Not exactly a bashful reindeer, Michael Stipe is strange, even without the antlers. Predicting what he's about to say is impossible. He’ll answer flippant questions as if they were searingly important analyses and serious probes as if they were trifles. And he’s a terrific liar. He talks quietly except when he’s on the phone where he will bark “HI! IT’S MICHAEL STIPE!” into answer machines before reverting to his customary mumble. His voice is soft, his Southern burr strong and when he talks he leaves inordinately long pregnant pauses. His manner, his enigma, makes everything he says, even a simple ‘no’ seem profound and occasionally hilarious. He sniggers a lot, usually at himself, kind of like a quiet Beavis. He doesn't fidget. If it’s possible to be intense and hyperactive in a relaxed kind of way then that’s what Michael Stipe is.
But he’s great company. Natalie Merchant of 10,000 Maniacs said of her friend earlier this year “When I’m an old woman, Michael will be among the people that I’ll wish I’d spent more time with." He sees the world through different eyes, lives in Michael Stipe World — a planet that revolves around ours but isn’t quite the same - the placemats have been moved, the furniture rearranged. He knows people think he’s eccentric; it bothers him but he does little to stop you walking away with any other impression than bemusement, albeit oddly entertaining bemusement.

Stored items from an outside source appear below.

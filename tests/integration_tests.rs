//! End-to-end tests for the generator command

use std::fs;
use std::path::{Path, PathBuf};
use std::sync::atomic::{AtomicU64, Ordering};

use protogen::cli::ExitCode;
use protogen::cli::commands::generate_protos;
use protogen::{GenConfig, GenError, run};

static COUNTER: AtomicU64 = AtomicU64::new(0);

fn unique_temp_dir() -> PathBuf {
    let id = COUNTER.fetch_add(1, Ordering::SeqCst);
    let pid = std::process::id();
    let ts = std::time::SystemTime::now()
        .duration_since(std::time::UNIX_EPOCH)
        .map(|d| d.as_millis())
        .unwrap_or(0);
    let dir = std::env::temp_dir().join(format!("protogen_test_{}_{pid}_{id}", ts));
    fs::create_dir_all(&dir).unwrap();
    dir
}

fn write_file(dir: &Path, name: &str, contents: &str) -> PathBuf {
    let path = dir.join(name);
    fs::write(&path, contents).unwrap();
    path
}

#[test]
fn test_writes_output_next_to_first_input() {
    let dir = unique_temp_dir();
    let other = dir.join("other");
    fs::create_dir_all(&other).unwrap();
    let a = write_file(&dir, "impl_a.c", "value_t fun_Foo_bar(devs_ctx_t *ctx, value_t self, value_t x) {\n}\n");
    let b = write_file(&other, "impl_b.c", "void prop_Buf_len(devs_ctx_t *ctx, value_t x) {\n}\n");

    assert_eq!(generate_protos(&[a, b]).unwrap(), ExitCode::SUCCESS);

    let out = fs::read_to_string(dir.join("protogen.c")).unwrap();
    assert!(!other.join("protogen.c").exists());
    assert!(out.contains("static const devs_builtin_proto_entry_t Foo_prototype_entries[] = {"));
    assert!(out.contains("{DEVS_BUILTIN_STRING_BAR, 1, 0, (void *)fun_Foo_bar},"));
    assert!(out.contains("{DEVS_BUILTIN_STRING_LEN, 1, ASYNC | PROP | NO_SELF, (void *)prop_Buf_len},"));

    fs::remove_dir_all(&dir).unwrap();
}

#[test]
fn test_bad_first_param_fails_without_output() {
    let dir = unique_temp_dir();
    let a = write_file(&dir, "impl_a.c", "value_t fun_Foo_bar(value_t self) {\n}\n");

    let err = generate_protos(&[a.clone()]).unwrap_err();
    assert_eq!(err.exit_code, ExitCode::FAILURE);
    assert!(err.message.contains(&format!("{}:1: first arg should be ctx", a.display())));
    assert!(!dir.join("protogen.c").exists());

    fs::remove_dir_all(&dir).unwrap();
}

#[test]
fn test_unsupported_return_fails() {
    let dir = unique_temp_dir();
    let a = write_file(&dir, "impl_a.c", "int fun_Foo_bar(devs_ctx_t *ctx)\n");

    let err = generate_protos(&[a]).unwrap_err();
    assert_eq!(err.exit_code, ExitCode::FAILURE);
    assert!(err.message.contains("only void and value_t supported as return"));
    assert!(!dir.join("protogen.c").exists());

    fs::remove_dir_all(&dir).unwrap();
}

#[test]
fn test_errors_surface_from_every_file() {
    let dir = unique_temp_dir();
    let broken = fs::read_to_string("tests/fixtures/invalid/impl_broken.c").unwrap();
    let a = write_file(&dir, "impl_broken.c", &broken);
    let b = write_file(&dir, "impl_more.c", "value_t fun_Bar_x(devs_ctx_t *ctx, int y)\n");

    let err = run(&[a, b], &GenConfig::default()).unwrap_err();
    let GenError::Invalid { diagnostics, output } = err else {
        panic!("expected declaration errors");
    };
    let found: Vec<(String, usize, String)> = diagnostics
        .iter()
        .map(|d| {
            let file = Path::new(&d.file).file_name().unwrap().to_string_lossy().into_owned();
            (file, d.line, d.error.to_string())
        })
        .collect();
    assert_eq!(
        found,
        vec![
            ("impl_broken.c".to_string(), 7, "only void and value_t supported as return".to_string()),
            ("impl_broken.c".to_string(), 11, "first arg should be ctx".to_string()),
            ("impl_broken.c".to_string(), 15, "invalid param const char *name".to_string()),
            ("impl_more.c".to_string(), 1, "invalid param int y".to_string()),
        ]
    );
    assert_eq!(output, dir.join("protogen.c"));
    assert!(!output.exists());

    fs::remove_dir_all(&dir).unwrap();
}

#[test]
fn test_failed_run_keeps_previous_output() {
    let dir = unique_temp_dir();
    let previous = write_file(&dir, "protogen.c", "// previous\n");
    let a = write_file(&dir, "impl_a.c", "value_t fun_Foo_bar(int ctx)\n");

    assert!(generate_protos(&[a]).is_err());
    assert_eq!(fs::read_to_string(&previous).unwrap(), "// previous\n");

    fs::remove_dir_all(&dir).unwrap();
}

#[test]
fn test_same_method_under_same_key_is_kept_twice() {
    let dir = unique_temp_dir();
    let a = write_file(&dir, "impl_a.c", "value_t fun_Foo_bar(devs_ctx_t *ctx)\n");
    let b = write_file(&dir, "impl_b.c", "value_t prop_Foo_bar(devs_ctx_t *ctx)\n");

    let out_path = run(&[a, b], &GenConfig::default()).unwrap();
    let out = fs::read_to_string(out_path).unwrap();
    assert!(out.contains(
        "static const devs_builtin_proto_entry_t Foo_entries[] = {\n    \
         {DEVS_BUILTIN_STRING_BAR, 50000},\n    \
         {DEVS_BUILTIN_STRING_BAR, 50001},\n    \
         {0, 0},\n};\n"
    ));

    fs::remove_dir_all(&dir).unwrap();
}

#[test]
fn test_rerun_is_byte_identical() {
    let dir = unique_temp_dir();
    let a = write_file(&dir, "impl_a.c", "value_t fun_Foo_bar(devs_ctx_t *ctx, value_t self, value_t x)\n");

    let out_path = run(&[a.clone()], &GenConfig::default()).unwrap();
    let first = fs::read(&out_path).unwrap();
    run(&[a], &GenConfig::default()).unwrap();
    let second = fs::read(&out_path).unwrap();
    assert_eq!(first, second);

    fs::remove_dir_all(&dir).unwrap();
}

#[test]
fn test_non_utf8_comment_does_not_stop_the_scan() {
    let dir = unique_temp_dir();
    let a = dir.join("impl_a.c");
    let mut bytes = b"// Copyright \xa9 2022\n".to_vec();
    bytes.extend_from_slice(b"value_t fun_Foo_bar(devs_ctx_t *ctx, value_t self, value_t x)\n");
    fs::write(&a, bytes).unwrap();

    let out_path = run(&[a], &GenConfig::default()).unwrap();
    let out = fs::read_to_string(out_path).unwrap();
    assert!(out.contains("{DEVS_BUILTIN_STRING_BAR, 1, 0, (void *)fun_Foo_bar},"));

    fs::remove_dir_all(&dir).unwrap();
}

#[test]
fn test_id_overflow_is_reported_not_panicked() {
    let dir = unique_temp_dir();
    let a = write_file(
        &dir,
        "impl_a.c",
        "value_t fun_Foo_a(devs_ctx_t *ctx)\nvalue_t fun_Foo_b(devs_ctx_t *ctx)\n",
    );

    let config = GenConfig::new().with_first_builtin_function(u32::MAX);
    let err = run(&[a], &config).unwrap_err();
    let GenError::Invalid { diagnostics, output } = err else {
        panic!("expected declaration errors");
    };
    let found: Vec<(usize, String)> = diagnostics.iter().map(|d| (d.line, d.error.to_string())).collect();
    assert_eq!(found, vec![(2, format!("builtin ID overflows u32 (first ID {})", u32::MAX))]);
    assert!(!output.exists());

    fs::remove_dir_all(&dir).unwrap();
}

#[test]
fn test_no_inputs_is_an_error() {
    assert!(matches!(run(&[], &GenConfig::default()), Err(GenError::NoInputs)));
}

After two hours the novelty of being Santa Claus has worn off and the air in the studio hangs heavy with the odour of the REM singer's Drum roll-up tobacco. So, we retire to the back step for Atlanta fresh air and to talk about Christmas.
What are the ingredients for a perfect Christmas?
“Nutmeg,” he replies. “Not cinnamon. I don't like cinnamon. I like nutmeg.”
Christmas doesn’t mean anything to him religiously, it’s a family time. The Stipe Household Christmas is a traditional American one - albeit cinnamon-free. On Christmas Eve, they dress the tree and sit back and look at the lights then chew the fat over old times; on Christmas Day, friends come over to eat. He has never spent one Christmas away from his folks and says he can remember nearly every present they’ve ever bought him.
“I can go back to when I was seven. I got a pair of corduroy hip-huggers with a wide belt. They were a present from my - ha! - from my dog. his name was Major, he was a boxer, he had a square head, he had a bump on top of his head, we lived in Germany at the time. And I also got one of those light box things that you put plastic into and you make pictures, this was the same Christmas. That meant a great deal to me at the time. I finally had a pair of hip-huggers."
The year he remembers most - his earliest memory - is when he was two years old and almost died from scarlet fever. He was photographed, on Christmas Day. at the height of the illness.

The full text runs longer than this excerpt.